Жена Кыо, сложив руки, устремила тревожный взгляд на окошко под потолком, через которое, впрочем, виднелись лишь одни кроны соседних яблонь. Всякий раз, когда слышался звук тумака и новый приступ рева, она молча вздрагивала.
Немного погодя Кыо снова обратился к жене: на этот раз он был снисходительней.
— Чего тебе встревать, если наш сынок верх берет, если он одолел врага. Плохо ль ему на спине у этого Эди? Ты вот не замечаешь, что сын страдает излишней скромностью. Он и ходит-то как лунатик! А ежели в драке ему удалось подмять противника — так и садись на того верхом, гарцуй себе на славу. Хорошо, что он залепил не кому-нибудь, а сынку домовладельца. Пусть парень крепче в себя верит, смелости набирается. Свой кулак и свою силу уважать надо, ценить! Нынче я долго размышлял о нашей жизни и думаю, что подобрал к ней ключик, придумал кое-что полезное.
Лавочник разошелся.
— Нашего парня, скажу, нужно совсем по-иному воспитывать! С сегодняшнего же дня запретить ему без позволения брать в лавке булки или конфеты. Пусть потихоньку тащит, пусть ворует.
— Ворует? Сын?
Лавочница даже рот прикрыла рукой, чтобы не произносить таких страшных слов.

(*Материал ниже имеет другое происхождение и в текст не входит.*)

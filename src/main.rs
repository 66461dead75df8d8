//! Acuity: Hospital mortality risk predictor.
//!
//! Main entry point for the terminal application.

use std::sync::Arc;

use anyhow::{anyhow, Context, Result};
use std::io::IsTerminal;
use tracing_subscriber::{layer::SubscriberExt, util::SubscriberInitExt, EnvFilter};

use acuity::adapters::sanitize::SanitizingMakeWriter;
use acuity::adapters::ArtifactPipeline;
use acuity::application::PredictionService;
use acuity::tui::App;

fn main() -> Result<()> {
    // Initialize logging.
    //
    // IMPORTANT: writing logs to the terminal would corrupt the TUI
    // (alternate screen). Default behavior:
    // - interactive TTY: log to a file
    // - non-interactive: log to stdout
    let log_mode = std::env::var("ACUITY_LOG_MODE").unwrap_or_else(|_| "auto".to_string());

    let interactive = std::io::stdout().is_terminal();
    let use_file = match log_mode.as_str() {
        "file" => true,
        "stdout" => false,
        // auto
        _ => interactive,
    };

    let (writer, _guard) = if use_file {
        let log_file =
            std::env::var("ACUITY_LOG_FILE").unwrap_or_else(|_| "acuity.log".to_string());

        if let Some(parent) = std::path::Path::new(&log_file).parent() {
            // Best-effort: don't fail startup just because the directory is missing.
            let _ = std::fs::create_dir_all(parent);
        }

        let file = std::fs::OpenOptions::new()
            .create(true)
            .append(true)
            .open(&log_file)?;
        tracing_appender::non_blocking(file)
    } else {
        tracing_appender::non_blocking(std::io::stdout())
    };

    tracing_subscriber::registry()
        .with(EnvFilter::try_from_default_env().unwrap_or_else(|_| EnvFilter::new("info")))
        .with(tracing_subscriber::fmt::layer().with_writer(SanitizingMakeWriter::new(writer)))
        .init();

    tracing::info!("Starting Acuity...");

    // Load the trained pipeline artifact once; it is read-only for the rest
    // of the process. A malformed artifact aborts startup.
    let model_path =
        std::env::var("ACUITY_MODEL_PATH").unwrap_or_else(|_| "models".to_string());
    let model_path = std::path::Path::new(&model_path);

    if !model_path.exists() {
        return Err(anyhow!(
            "Model path not found at {:?}. Set ACUITY_MODEL_PATH to a pipeline JSON file or a directory containing pipeline.json.",
            model_path
        ));
    }

    let pipeline = ArtifactPipeline::load(model_path)
        .with_context(|| format!("Failed to load pipeline from {model_path:?}"))?;
    let service = Arc::new(PredictionService::new(Arc::new(pipeline)));

    let mut app = App::new(service);
    app.run()?;

    tracing::info!("Acuity shutdown complete.");
    Ok(())
}
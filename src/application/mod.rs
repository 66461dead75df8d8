//! Application layer: The prediction use case.

mod predictor;

pub use predictor::PredictionService;
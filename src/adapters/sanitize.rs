//! Log sanitization for PII filtering.
//!
//! Patient attributes flow through this process, so formatted log output is
//! scrubbed for identifier-shaped strings before it reaches the sink:
//! medical record numbers, SSN-like patterns, email addresses, and UUIDs.
//!
//! This is a fallback; the primary protection is that log calls carry
//! aggregates and probabilities, never raw request fields.

use regex::{Regex, RegexSet};
use std::sync::OnceLock;
use tracing_subscriber::fmt::MakeWriter;

static PII_PATTERNS: OnceLock<PiiPatterns> = OnceLock::new();

struct PiiPattern {
    regex: Regex,
    replacement: &'static str,
}

struct PiiPatterns {
    set: RegexSet,
    patterns: Vec<PiiPattern>,
}

fn get_patterns() -> &'static PiiPatterns {
    PII_PATTERNS.get_or_init(|| {
        let rules: Vec<(&'static str, &'static str)> = vec![
            // Patient/record UUIDs
            (
                r"[0-9a-fA-F]{8}-[0-9a-fA-F]{4}-[0-9a-fA-F]{4}-[0-9a-fA-F]{4}-[0-9a-fA-F]{12}",
                "[REDACTED-UUID]",
            ),
            // SSN-like patterns (xxx-xx-xxxx)
            (r"\b\d{3}-\d{2}-\d{4}\b", "[REDACTED-SSN]"),
            // Medical record numbers
            (r"\bMRN[:\s]?\d{6,10}\b", "[REDACTED-MRN]"),
            // Email addresses
            (
                r"(?i)\b[a-z0-9](?:[a-z0-9._%+-]{0,62}[a-z0-9])?@(?:[a-z0-9](?:[a-z0-9-]{0,61}[a-z0-9])?\.)+[a-z]{2,}\b",
                "[REDACTED-EMAIL]",
            ),
        ];

        let set = RegexSet::new(rules.iter().map(|(p, _)| *p)).expect("valid regex set");
        let patterns = rules
            .into_iter()
            .map(|(pattern, replacement)| PiiPattern {
                regex: Regex::new(pattern).expect("valid regex"),
                replacement,
            })
            .collect();

        PiiPatterns { set, patterns }
    })
}

/// Sanitize a string by replacing PII patterns.
#[must_use]
pub fn sanitize(input: &str) -> String {
    let patterns = get_patterns();

    // Fast path: single scan for "any match".
    let matched: Vec<usize> = patterns.set.matches(input).into_iter().collect();
    if matched.is_empty() {
        return input.to_string();
    }

    let mut result = input.to_string();
    for idx in matched {
        let pattern = &patterns.patterns[idx];
        result = pattern
            .regex
            .replace_all(&result, pattern.replacement)
            .to_string();
    }
    result
}

/// Check if a string contains potential PII.
#[must_use]
pub fn contains_pii(input: &str) -> bool {
    get_patterns().set.is_match(input)
}

/// A `tracing_subscriber` writer wrapper that sanitizes formatted log lines
/// before they reach the underlying sink.
#[derive(Debug)]
pub struct SanitizingMakeWriter<M> {
    inner: M,
}

impl<M> SanitizingMakeWriter<M> {
    #[must_use]
    pub fn new(inner: M) -> Self {
        Self { inner }
    }
}

impl<M: Clone> Clone for SanitizingMakeWriter<M> {
    fn clone(&self) -> Self {
        Self {
            inner: self.inner.clone(),
        }
    }
}

pub struct SanitizingWriter<W> {
    inner: W,
    buffer: Vec<u8>,
}

impl<W: std::io::Write> SanitizingWriter<W> {
    fn new(inner: W) -> Self {
        Self {
            inner,
            buffer: Vec::new(),
        }
    }

    fn flush_lines(&mut self) -> std::io::Result<()> {
        while let Some(pos) = self.buffer.iter().position(|&b| b == b'\n') {
            let line = self.buffer.drain(..=pos).collect::<Vec<u8>>();
            let line_str = String::from_utf8_lossy(&line);
            let sanitized = sanitize(&line_str);
            self.inner.write_all(sanitized.as_bytes())?;
        }
        Ok(())
    }
}

impl<W: std::io::Write> std::io::Write for SanitizingWriter<W> {
    fn write(&mut self, buf: &[u8]) -> std::io::Result<usize> {
        self.buffer.extend_from_slice(buf);
        self.flush_lines()?;
        Ok(buf.len())
    }

    fn flush(&mut self) -> std::io::Result<()> {
        self.flush_lines()?;

        if !self.buffer.is_empty() {
            let s = String::from_utf8_lossy(&self.buffer);
            let sanitized = sanitize(&s);
            self.inner.write_all(sanitized.as_bytes())?;
            self.buffer.clear();
        }

        self.inner.flush()
    }
}

impl<'a, M> MakeWriter<'a> for SanitizingMakeWriter<M>
where
    M: MakeWriter<'a>,
{
    type Writer = SanitizingWriter<M::Writer>;

    fn make_writer(&'a self) -> Self::Writer {
        SanitizingWriter::new(self.inner.make_writer())
    }
}
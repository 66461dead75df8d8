//! Color palette and preset styles.

use ratatui::style::{Color, Modifier, Style};

use crate::domain::RiskBand;

/// Clinical color palette.
pub struct Theme;

impl Theme {
    /// Deep teal primary
    pub const PRIMARY: Color = Color::Rgb(13, 148, 136); // #0D9488

    /// Lighter teal for highlights
    pub const PRIMARY_LIGHT: Color = Color::Rgb(45, 212, 191); // #2DD4BF

    /// Light slate for borders
    pub const SECONDARY_LIGHT: Color = Color::Rgb(148, 163, 184); // #94A3B8

    /// Emerald - low risk
    pub const SUCCESS: Color = Color::Rgb(16, 185, 129); // #10B981

    /// Amber - elevated risk
    pub const WARNING: Color = Color::Rgb(251, 191, 36); // #FBBF24

    /// Rose - high risk / errors
    pub const DANGER: Color = Color::Rgb(244, 63, 94); // #F43F5E

    /// Primary text (white)
    pub const TEXT_PRIMARY: Color = Color::Rgb(248, 250, 252); // #F8FAFC

    /// Secondary text (gray)
    pub const TEXT_SECONDARY: Color = Color::Rgb(148, 163, 184); // #94A3B8

    /// Muted text
    pub const TEXT_MUTED: Color = Color::Rgb(100, 116, 139); // #64748B

    #[must_use]
    pub fn title() -> Style {
        Style::default()
            .fg(Self::TEXT_PRIMARY)
            .add_modifier(Modifier::BOLD)
    }

    #[must_use]
    pub fn subtitle() -> Style {
        Style::default()
            .fg(Self::PRIMARY_LIGHT)
            .add_modifier(Modifier::BOLD)
    }

    #[must_use]
    pub fn text() -> Style {
        Style::default().fg(Self::TEXT_PRIMARY)
    }

    #[must_use]
    pub fn text_secondary() -> Style {
        Style::default().fg(Self::TEXT_SECONDARY)
    }

    #[must_use]
    pub fn text_muted() -> Style {
        Style::default().fg(Self::TEXT_MUTED)
    }

    #[must_use]
    pub fn danger() -> Style {
        Style::default().fg(Self::DANGER)
    }

    #[must_use]
    pub fn focused() -> Style {
        Style::default()
            .fg(Self::PRIMARY_LIGHT)
            .add_modifier(Modifier::BOLD)
    }

    #[must_use]
    pub fn border() -> Style {
        Style::default().fg(Self::SECONDARY_LIGHT)
    }

    #[must_use]
    pub fn border_focused() -> Style {
        Style::default().fg(Self::PRIMARY)
    }

    #[must_use]
    pub fn key_hint() -> Style {
        Style::default()
            .fg(Self::PRIMARY_LIGHT)
            .add_modifier(Modifier::BOLD)
    }

    #[must_use]
    pub fn key_desc() -> Style {
        Style::default().fg(Self::TEXT_SECONDARY)
    }

    /// Get the style for a risk band.
    #[must_use]
    pub fn risk_band(band: RiskBand) -> Style {
        match band {
            RiskBand::Low => Style::default().fg(Self::SUCCESS),
            RiskBand::Elevated => Style::default().fg(Self::WARNING),
            RiskBand::High => Style::default().fg(Self::DANGER),
        }
    }
}
//! Feature vector builder.
//!
//! The trained pipeline was fit on the full admission-record column set, but
//! the form only collects three of those columns. This module maps the sparse
//! request onto a complete single-row feature vector: every expected column
//! starts at numeric `0`, then the known semantic slots are overwritten.

use std::collections::BTreeMap;

use serde::{Deserialize, Serialize};

use super::PredictionRequest;

/// Age column name in the fitted pipeline.
pub const AGE_COLUMN: &str = "AGE";

/// Gender column name in the fitted pipeline.
pub const GENDER_COLUMN: &str = "GENDER";

/// Rural-residence column name in the fitted pipeline.
pub const RURAL_COLUMN: &str = "RURAL";

/// Admission-type column name in the fitted pipeline.
pub const ADMISSION_COLUMN: &str = "TYPE_OF_ADMISSION-EMERGENCY/OPD";

/// Fixed admission type assumed for every request. The form carries no
/// control for it; emergency admission is assumed throughout.
pub const ADMISSION_TYPE: &str = "EMERGENCY";

/// A single cell of the feature row: numeric or categorical text.
#[derive(Debug, Clone, PartialEq, Serialize, Deserialize)]
#[serde(untagged)]
pub enum FeatureValue {
    Number(f64),
    Text(String),
}

impl FeatureValue {
    /// Interpret the value as a number. Text that parses as `f64` is
    /// accepted so a numeric column fed a string form still coerces.
    #[must_use]
    pub fn as_number(&self) -> Option<f64> {
        match self {
            Self::Number(n) => Some(*n),
            Self::Text(s) => s.trim().parse().ok(),
        }
    }

    /// Interpret the value as categorical text. Numbers render with minimal
    /// formatting (`0` rather than `0.0`) so an untouched default never
    /// accidentally matches a category.
    #[must_use]
    pub fn as_text(&self) -> String {
        match self {
            Self::Number(n) => {
                if n.fract() == 0.0 && n.is_finite() {
                    format!("{}", *n as i64)
                } else {
                    format!("{n}")
                }
            }
            Self::Text(s) => s.clone(),
        }
    }
}

/// One record formatted to match the pipeline's expected input schema.
///
/// Created fresh per prediction request and immutable after construction.
/// The key set is guaranteed to equal the expected column list exactly, so
/// the pipeline's column-alignment step cannot fail on a built row.
#[derive(Debug, Clone, PartialEq, Serialize, Deserialize)]
pub struct FeatureRow(BTreeMap<String, FeatureValue>);

impl FeatureRow {
    /// Build the full feature vector for one request.
    ///
    /// Every expected column is initialized to `0`; columns matching a known
    /// semantic slot are then overwritten with the supplied (or, for the
    /// admission type, hardcoded) value. Columns outside the known slots
    /// stay `0`.
    #[must_use]
    pub fn build(expected_columns: &[String], request: &PredictionRequest) -> Self {
        let mut row: BTreeMap<String, FeatureValue> = expected_columns
            .iter()
            .map(|col| (col.clone(), FeatureValue::Number(0.0)))
            .collect();

        if let Some(v) = row.get_mut(AGE_COLUMN) {
            *v = FeatureValue::Number(f64::from(request.age));
        }
        if let Some(v) = row.get_mut(GENDER_COLUMN) {
            *v = FeatureValue::Text(request.gender.as_str().to_string());
        }
        if let Some(v) = row.get_mut(RURAL_COLUMN) {
            *v = FeatureValue::Text(request.rural.as_str().to_string());
        }
        if let Some(v) = row.get_mut(ADMISSION_COLUMN) {
            *v = FeatureValue::Text(ADMISSION_TYPE.to_string());
        }

        Self(row)
    }

    /// Look up a column by name.
    #[must_use]
    pub fn get(&self, column: &str) -> Option<&FeatureValue> {
        self.0.get(column)
    }

    /// Number of columns in the row.
    #[must_use]
    pub fn len(&self) -> usize {
        self.0.len()
    }

    /// Whether the row has no columns.
    #[must_use]
    pub fn is_empty(&self) -> bool {
        self.0.is_empty()
    }

    /// Iterate over `(column, value)` pairs in column-name order.
    pub fn iter(&self) -> impl Iterator<Item = (&str, &FeatureValue)> {
        self.0.iter().map(|(k, v)| (k.as_str(), v))
    }
}

impl FromIterator<(String, FeatureValue)> for FeatureRow {
    fn from_iter<I: IntoIterator<Item = (String, FeatureValue)>>(iter: I) -> Self {
        Self(iter.into_iter().collect())
    }
}
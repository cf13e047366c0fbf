/// Census population within a radius of a point
#[derive(clap::Parser, Debug)]
#[command(name = "censusradius", version, about, propagate_version = true)]
pub struct Cli {
    /// Increase log verbosity (-v, -vv, -vvv)
    #[arg(short, long, action = clap::ArgAction::Count, global = true)]
    pub verbose: u8,

    #[command(subcommand)]
    pub command: Commands,
}

#[derive(clap::Subcommand, Debug)]
pub enum Commands {
    /// Estimate the population living within a radius of a point
    Estimate(EstimateArgs),

    /// Print the sample grid for a radius without calling any service
    Sample(SampleArgs),

    /// Call a Census API endpoint directly and print the JSON response
    Query(QueryArgs),
}

#[derive(clap::Args, Debug)]
pub struct AreaArgs {
    /// Center latitude in decimal degrees
    #[arg(long, default_value_t = censusradius::DEFAULT_CENTER.lat, allow_negative_numbers = true)]
    pub lat: f64,

    /// Center longitude in decimal degrees
    #[arg(long, default_value_t = censusradius::DEFAULT_CENTER.lon, allow_negative_numbers = true)]
    pub lon: f64,

    /// Radius in miles (0 samples the center point only)
    #[arg(short, long, default_value_t = censusradius::DEFAULT_RADIUS_MILES, allow_negative_numbers = true)]
    pub radius: f64,

    /// Grid spacing in degrees
    #[arg(long, default_value_t = censusradius::DEFAULT_STEP_DEGREES)]
    pub step: f64,

    /// Print JSON instead of plain text
    #[arg(long)]
    pub json: bool,
}

#[derive(clap::Args, Debug)]
pub struct EstimateArgs {
    #[command(flatten)]
    pub area: AreaArgs,

    /// Census variable to sum per block
    #[arg(long, default_value = censusradius::census::DEFAULT_ATTRIBUTE)]
    pub attribute: String,

    /// Census API key (optional; raises the service's rate limits)
    #[arg(long, env = "CENSUS_API_KEY", hide_env_values = true)]
    pub api_key: Option<String>,

    /// Attempts per service call before giving up
    #[arg(long, default_value_t = 3)]
    pub attempts: u32,

    /// Wait after the first failed attempt, doubled after each further failure
    #[arg(long, default_value_t = 1000)]
    pub backoff_ms: u64,

    /// Per-request timeout in seconds
    #[arg(long, default_value_t = 30)]
    pub timeout: u64,

    /// Geocoding endpoint (point -> census block)
    #[arg(long, default_value = censusradius::census::GEOCODER_URL)]
    pub geocoder_url: String,

    /// Statistics dataset endpoint
    #[arg(long, default_value = censusradius::census::STATS_URL)]
    pub stats_url: String,
}

#[derive(clap::Args, Debug)]
pub struct SampleArgs {
    #[command(flatten)]
    pub area: AreaArgs,
}

#[derive(clap::Args, Debug)]
pub struct QueryArgs {
    /// Dataset endpoint
    #[arg(default_value = censusradius::census::STATS_URL)]
    pub endpoint: String,

    /// Query parameter as key=value (repeatable); defaults to get=NAME for=state:*
    #[arg(short, long = "param", value_parser = parse_param)]
    pub params: Vec<(String, String)>,

    /// Census API key
    #[arg(long, env = "CENSUS_API_KEY", hide_env_values = true)]
    pub api_key: Option<String>,

    /// Request timeout in seconds
    #[arg(long, default_value_t = 30)]
    pub timeout: u64,
}

fn parse_param(s: &str) -> Result<(String, String), String> {
    s.split_once('=')
        .map(|(k, v)| (k.to_string(), v.to_string()))
        .ok_or_else(|| format!("expected key=value, got {s:?}"))
}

— Именно! Пусть руку набивает. Мы, спрашивается, воровали — я или мой отец? Нет, не водилось за нами такого. В тюрьме сидели? Опять же нет! То-то же. А вот дедушка сидел, да и не раз. Посидел за решеткой да и купил хутор, а потом и мельницу. Ты, жена, заруби на носу: чтобы нам, рыжим, повезло, в нашем роду непременно должен найтись какой-нибудь ловкач, мошенник. Пускай жулит, но чтобы ловко, чтобы не только пальцами работал, а и головой смекал, и к тому же считался порядочным и уважаемым гражданином. И никаких решеток, никаких тюрем. Ты знаешь, что мой дед проделывал? Увидел он однажды на дороге воз, а на нем рыбак. Тот задремал, а дед подошел к возу, мешок с салакой тихонько развязал, да и наложил себе в котомку рыбы — полнехонькую. Дома, смотришь, за обедом салака на столе горой, пар идет! Вот какое понимание у деда моего было. Опять же Ормус, школьный товарищ, забрал мой ножик с красивым черенком, сунул себе в карман — и поминай как звали. У него, мясника, тоже правильное понятие о жизни. А я что? Я от родного отца большое торговое дело заполучил, а спустя несколько лет до подвала докатился и плесневею тут.
Слабо тренькнул дверной звоночек — кто-то спускался в лавку. Кыо торжествующе поглядел на жену.
— Да! Нет у нас пока жулика, нет ловкача. И в этом вся беда. Но ошибочку свою мы исправим, у нас имеется, как-никак, один рыжий парень. Вот увидишь, мы скоро сдвинемся с мертвой точки и заберемся повыше.
Не торопясь уходить из комнаты в лавку, Кыо открыл окно и кликнул своего забияку сына. Спокойный и мягкий голос был исполнен отеческой заботы:
— Сынок, подумай, может, все-таки довольно!